§ **Instructions for the task**: When the string "Idempotent" is part of a line in the data below, report the whole line.

§ **Exercise data**:
◆ ◆ ◆

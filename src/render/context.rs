//! Software render context and the window surface bound to an encoder's input surface.

use std::sync::atomic::{AtomicBool, Ordering};
use std::thread::ThreadId;

use bytes::Bytes;
use parking_lot::Mutex;

use crate::foundation::error::{VidmarkError, VidmarkResult};
use crate::render::surface::{InputSurface, VideoFrame, frame_len};

/// Rendering state that can be current on at most one thread at a time.
#[derive(Debug)]
pub struct RenderContext {
    pool: rayon::ThreadPool,
    /// Owning thread and the number of live guards it holds.
    owner: Mutex<Option<(ThreadId, usize)>>,
    released: AtomicBool,
}

impl RenderContext {
    /// Create a context whose draws use `threads` rayon workers (`None` for rayon's default).
    pub fn new(threads: Option<usize>) -> VidmarkResult<Self> {
        Ok(Self {
            pool: build_thread_pool(threads)?,
            owner: Mutex::new(None),
            released: AtomicBool::new(false),
        })
    }

    /// Bind the context to the calling thread until the guard drops.
    ///
    /// Nested calls on the owning thread are allowed; the context stays bound until the
    /// outermost guard drops.
    pub fn make_current(&self) -> VidmarkResult<CurrentContext<'_>> {
        if self.released.load(Ordering::Acquire) {
            return Err(VidmarkError::configuration("render context is released"));
        }
        let me = std::thread::current().id();
        let mut owner = self.owner.lock();
        match owner.as_mut() {
            Some((thread, _)) if *thread != me => Err(VidmarkError::configuration(
                "render context is current on another thread",
            )),
            Some((_, depth)) => {
                *depth += 1;
                Ok(CurrentContext { context: self })
            }
            None => {
                *owner = Some((me, 1));
                Ok(CurrentContext { context: self })
            }
        }
    }

    /// `true` while some thread holds the context.
    pub fn is_current_anywhere(&self) -> bool {
        self.owner.lock().is_some()
    }

    /// Refuse further `make_current` calls. Idempotent.
    pub fn release(&self) {
        if !self.released.swap(true, Ordering::AcqRel) {
            tracing::debug!("render context released");
        }
    }
}

/// Proof that the render context is current on this thread.
#[derive(Debug)]
pub struct CurrentContext<'a> {
    context: &'a RenderContext,
}

impl CurrentContext<'_> {
    /// Run `op` on the context's worker pool.
    pub fn install<R: Send>(&self, op: impl FnOnce() -> R + Send) -> R {
        self.context.pool.install(op)
    }
}

impl Drop for CurrentContext<'_> {
    fn drop(&mut self) {
        let mut owner = self.context.owner.lock();
        if let Some((_, depth)) = owner.as_mut() {
            *depth -= 1;
            if *depth == 0 {
                *owner = None;
            }
        }
    }
}

fn build_thread_pool(threads: Option<usize>) -> VidmarkResult<rayon::ThreadPool> {
    if let Some(n) = threads
        && n == 0
    {
        return Err(VidmarkError::validation(
            "render threads must be >= 1 when set",
        ));
    }

    let mut builder = rayon::ThreadPoolBuilder::new().thread_name(|i| format!("vidmark-render-{i}"));
    if let Some(n) = threads {
        builder = builder.num_threads(n);
    }
    builder
        .build()
        .map_err(|e| VidmarkError::io(format!("failed to build rayon thread pool: {e}")))
}

/// Back buffer whose swaps feed an encoder's [`InputSurface`].
#[derive(Debug)]
pub struct WindowSurface {
    input: InputSurface,
    back: Vec<u8>,
    pts_us: i64,
    swapped: u64,
    released: bool,
}

impl WindowSurface {
    /// Bind a back buffer sized like `input`.
    pub fn new(input: InputSurface) -> VidmarkResult<Self> {
        let len = frame_len(input.width(), input.height())?;
        Ok(Self {
            input,
            back: vec![0; len],
            pts_us: 0,
            swapped: 0,
            released: false,
        })
    }

    /// Surface width.
    pub fn width(&self) -> u32 {
        self.input.width()
    }

    /// Surface height.
    pub fn height(&self) -> u32 {
        self.input.height()
    }

    /// Pixels of the next frame (straight RGBA8, rows top to bottom).
    pub fn back_buffer_mut(&mut self) -> &mut [u8] {
        &mut self.back
    }

    /// Presentation time given to the next swapped frame.
    pub fn set_presentation_time(&mut self, pts_us: i64) {
        self.pts_us = pts_us;
    }

    /// Frames swapped so far.
    pub fn swapped(&self) -> u64 {
        self.swapped
    }

    /// Hand the back buffer to the encoder. Blocks while the encoder's queue is full.
    pub fn swap_buffers(&mut self, _current: &CurrentContext<'_>) -> VidmarkResult<()> {
        if self.released {
            return Err(VidmarkError::codec("window surface is released"));
        }
        let frame = VideoFrame::new(
            self.width(),
            self.height(),
            Bytes::copy_from_slice(&self.back),
            self.pts_us,
        )?;
        self.input.submit_frame(frame)?;
        self.swapped += 1;
        Ok(())
    }

    /// Tell the encoder no more frames follow.
    pub fn signal_end_of_stream(&self) -> VidmarkResult<()> {
        self.input.signal_end_of_stream()
    }

    /// Drop the back buffer. Idempotent.
    pub fn release(&mut self) {
        self.released = true;
        self.back = Vec::new();
    }
}

#[cfg(test)]
#[path = "../../tests/unit/render/context.rs"]
mod tests;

◆ ◆ ◆

§ **Output**:
    /// Refuse further `make_current` calls. Idempotent.
    /// Drop the back buffer. Idempotent.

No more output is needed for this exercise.